Bangladesh’s government is also nurturing ideas with seed funds, which especially target the youth who cannot access private investors. It launched a fund called ‘Shoto Borshe Shoto Asha,’ (translates as 100 Dreams for a Century), and a micro-grant student competition called Bangabandhu Innovation Grant (BIG). These initiatives have become immensely popular among the curious youth.

Unicorns proliferating
Bangladesh has big plans with its startups. It aims to nurture 5 unicorns by 2025, and 50 by 2041. A startup needs a valuation of $1 billion as the threshold to be called a ‘unicorn.’ Bangladesh has witnessed unicorn reach, exemplified by Bkash and Nagad’s recent ascent (both in mobile finance). They have encouraged different entrepreneurs in the ecosystem to scale their operations.

Policy support agenda

  • unchecked

    Tax exemptions up to 15 years for foreign investors;

  • unchecked

    Import duties waiver on export initiatives;

  • unchecked

    Retained earnings treated as fresh investments;

  • unchecked

    Foreign companies can access long-term financing from local institutions.


Startup Bangladesh, the government’s flagship venture capital fund, and the iDEA (Innovation Design and Entrepreneurship Academy) project, a coworking incubation hub, are aimed at targeting the gaps where private sector engagements are less. It offers funding, mentorship, education, network, legal and IP support, and coworking space to nurture startups.

The iDEA has touched about 385 startups through initiatives like the BIG, iDEAThon, Student 2 Startup, and Startup Compass. Many international participants also compete and win in these competitions. A global approach has had a spillover impact on ideas for the country’s startup ecosystem. Bangladesh also organizes an annual retreat for startups, called the Startup Summit (hosted by Startup Bangladesh). This summit is patronized by the country’s highest policymakers and is attended by almost the whole startup community. It also invites startups and experts from innovation centers across the globe.

Bangladesh also has 28 state-of-the-art tech parks governed by an agency called the Hi-Tech Park Authority. These parks are spread across different cities and towns (even in places where tech-related investments were traditionally absent). These parks have become catalysts for tech innovation and manufacturing. They also house many startups.

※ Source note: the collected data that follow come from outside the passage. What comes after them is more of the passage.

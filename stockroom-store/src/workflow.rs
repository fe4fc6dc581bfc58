//! The order-fulfillment workflow.
//!
//! Steps, all inside one unit of work:
//!
//! 1. Product exists
//! 2. Warehouse exists
//! 3. Lock the matching open order
//! 4. No movement references it yet
//! 5. Mark it fulfilled
//! 6. Insert the inventory movement
//!
//! Both writes are stamped with the store's clock, read once per attempt.

use stockroom_domain::{
    Fulfillment, InventoryMovement, NewInventoryMovement, OrderId, Rejection,
};
use thiserror::Error;
use tracing::{debug, warn};

use crate::error::StoreError;
use crate::repository::{Store, UnitOfWork};

/// Why a fulfillment attempt did not produce a movement.
#[derive(Debug, Error)]
pub enum WorkflowError {
    /// Business rule rejected the fulfillment
    #[error(transparent)]
    Rejected(#[from] Rejection),

    /// The order update touched no rows
    #[error("Failed to mark order {0} as fulfilled")]
    UpdateFailed(OrderId),

    /// The movement insert returned no id
    #[error("Failed to insert inventory movement for order {0}")]
    InsertFailed(OrderId),

    /// Storage failure
    #[error(transparent)]
    Store(#[from] StoreError),
}

/// Run every fulfillment step against an open unit of work.
///
/// Does not commit; the caller owns the transactional scope.
pub async fn fulfil(
    uow: &mut dyn UnitOfWork,
    fulfillment: &Fulfillment,
) -> Result<InventoryMovement, WorkflowError> {
    if !uow.product_exists(fulfillment.product_id).await? {
        return Err(Rejection::ProductNotFound(fulfillment.product_id).into());
    }

    if !uow.warehouse_exists(fulfillment.warehouse_id).await? {
        return Err(Rejection::WarehouseNotFound(fulfillment.warehouse_id).into());
    }

    let order = uow.lock_matching_order(fulfillment).await?.ok_or(
        Rejection::NoMatchingOrder {
            product_id: fulfillment.product_id,
            amount: fulfillment.amount,
        },
    )?;
    debug!(order_id = order.id, "Matched open order");

    // Guard against a movement written outside this workflow.
    if uow.movement_exists_for_order(order.id).await? {
        return Err(Rejection::AlreadyFulfilled(order.id).into());
    }

    let now = uow.clock().await?;
    if uow.mark_order_fulfilled(order.id, now).await? == 0 {
        return Err(WorkflowError::UpdateFailed(order.id));
    }

    let movement = NewInventoryMovement::for_order(fulfillment, &order, now);
    let id = uow
        .insert_movement(&movement)
        .await?
        .ok_or(WorkflowError::InsertFailed(order.id))?;

    Ok(movement.with_id(id))
}

/// Run [`fulfil`] in a fresh unit of work, committing on success and rolling
/// back on every other path.
pub async fn fulfil_atomically<S>(
    store: &S,
    fulfillment: &Fulfillment,
) -> Result<InventoryMovement, WorkflowError>
where
    S: Store + ?Sized,
{
    let mut uow = store.begin().await?;

    match fulfil(uow.as_mut(), fulfillment).await {
        Ok(movement) => {
            uow.commit().await?;
            Ok(movement)
        },
        Err(e) => {
            if let Err(rollback_err) = uow.rollback().await {
                warn!(error = %rollback_err, "Rollback failed after fulfillment error");
            }
            Err(e)
        },
    }
}

// =============================================================================
// Tests
// =============================================================================

#[cfg(test)]
mod tests {
    use super::*;
    use crate::memory::MemoryStore;
    use chrono::{Duration, Utc};
    use rust_decimal_macros::dec;
    use stockroom_domain::FulfillmentRequest;

    struct Fixture {
        store: MemoryStore,
        fulfillment: Fulfillment,
        order_id: OrderId,
    }

    async fn fixture() -> Fixture {
        let store = MemoryStore::new();
        let product = store.add_product("Bolt M8").await.unwrap();
        let warehouse = store.add_warehouse("Gdansk").await.unwrap();
        let placed = Utc::now() - Duration::days(1);
        let order_id = store.add_order(product, 20, placed).await.unwrap();

        let fulfillment = FulfillmentRequest {
            product_id: product.as_i32(),
            warehouse_id: warehouse.as_i32(),
            amount: 20,
            created_at: Utc::now(),
        }
        .validate()
        .unwrap();

        Fixture {
            store,
            fulfillment,
            order_id,
        }
    }

    #[tokio::test]
    async fn test_fulfil_records_movement_and_closes_order() {
        let fx = fixture().await;
        let before = Utc::now();

        let movement = fulfil_atomically(&fx.store, &fx.fulfillment).await.unwrap();

        assert_eq!(movement.order_id, fx.order_id);
        assert_eq!(movement.price, dec!(400));
        assert!(movement.created_at >= before);
        assert!(movement.created_at <= Utc::now());

        let order = fx.store.order(fx.order_id).await.unwrap();
        assert_eq!(order.fulfilled_at, Some(movement.created_at));
        assert_eq!(fx.store.movement_count().await, 1);
    }

    #[tokio::test]
    async fn test_fulfil_without_commit_leaves_store_untouched() {
        let fx = fixture().await;

        let mut uow = fx.store.begin().await.unwrap();
        fulfil(uow.as_mut(), &fx.fulfillment).await.unwrap();
        drop(uow);

        assert!(fx.store.order(fx.order_id).await.unwrap().is_open());
        assert_eq!(fx.store.movement_count().await, 0);
    }

    #[tokio::test]
    async fn test_unknown_warehouse_is_rejected() {
        let mut fx = fixture().await;
        fx.fulfillment.warehouse_id = stockroom_domain::WarehouseId::new(999).unwrap();

        let err = fulfil_atomically(&fx.store, &fx.fulfillment)
            .await
            .unwrap_err();

        assert!(matches!(err, WorkflowError::Rejected(Rejection::WarehouseNotFound(_))));
    }

    #[tokio::test]
    async fn test_second_attempt_finds_no_open_order() {
        let fx = fixture().await;
        fulfil_atomically(&fx.store, &fx.fulfillment).await.unwrap();

        let err = fulfil_atomically(&fx.store, &fx.fulfillment)
            .await
            .unwrap_err();

        assert!(matches!(err, WorkflowError::Rejected(Rejection::NoMatchingOrder { .. })));
        assert_eq!(fx.store.movement_count().await, 1);
    }
}
//! Storage layer errors

use thiserror::Error;

/// Errors that can occur in the storage layer
#[derive(Debug, Error)]
pub enum StoreError {
    /// Entity not found
    #[error("Entity not found: {entity_type} with id {id}")]
    NotFound {
        /// Type of entity (product, warehouse, order, movement)
        entity_type: String,
        /// Entity ID
        id: String,
    },

    /// Business rule rejected by the stored procedure
    #[error("{0}")]
    Raised(String),

    /// Database error
    #[error("Database error: {0}")]
    Database(String),

    /// Connection error
    #[error("Connection error: {0}")]
    Connection(String),

    /// Deserialization error (reading rows)
    #[error("Deserialization error: {0}")]
    Deserialization(String),

    /// Domain error passthrough
    #[error("Domain error: {0}")]
    Domain(#[from] stockroom_domain::DomainError),
}

/// Result type for storage operations.
pub type StoreResult<T> = Result<T, StoreError>;

impl StoreError {
    /// Create a not found error
    pub fn not_found(entity_type: impl Into<String>, id: impl Into<String>) -> Self {
        Self::NotFound {
            entity_type: entity_type.into(),
            id: id.into(),
        }
    }
}

/// SQLSTATE of a PL/pgSQL `RAISE EXCEPTION` without an explicit code.
#[cfg(feature = "postgres")]
pub(crate) const RAISE_EXCEPTION_SQLSTATE: &str = "P0001";

#[cfg(feature = "postgres")]
impl From<sqlx::Error> for StoreError {
    fn from(err: sqlx::Error) -> Self {
        match err {
            sqlx::Error::RowNotFound => StoreError::not_found("row", "unknown"),
            sqlx::Error::Database(db_err) => {
                if db_err.code().as_deref() == Some(RAISE_EXCEPTION_SQLSTATE) {
                    StoreError::Raised(db_err.message().to_string())
                } else {
                    StoreError::Database(db_err.to_string())
                }
            },
            sqlx::Error::PoolTimedOut | sqlx::Error::PoolClosed | sqlx::Error::Io(_) => {
                StoreError::Connection(err.to_string())
            },
            sqlx::Error::ColumnDecode { .. }
            | sqlx::Error::ColumnNotFound(_)
            | sqlx::Error::Decode(_) => StoreError::Deserialization(err.to_string()),
            _ => StoreError::Database(err.to_string()),
        }
    }
}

Bangladesh initiated its flagship public sector innovation agency called a2i (Aspire to Innovate), in 2009. a2i’s research and outreach programs have helped both the government and private partners digitize their operations. It also promotes entrepreneurship through innovative funding efforts.

The promises
The main challenges for startups in Bangladesh are limited resources, capacity limitation, access to the market, and new disruption. But their potential in fintech, agriculture, health-tech, and education are truly untapped. The ecosystem also needs to welcome more female-led startups, not only for diversity but also for better reach. The public-private collaboration will be central to shaping a conducive startup ecosystem.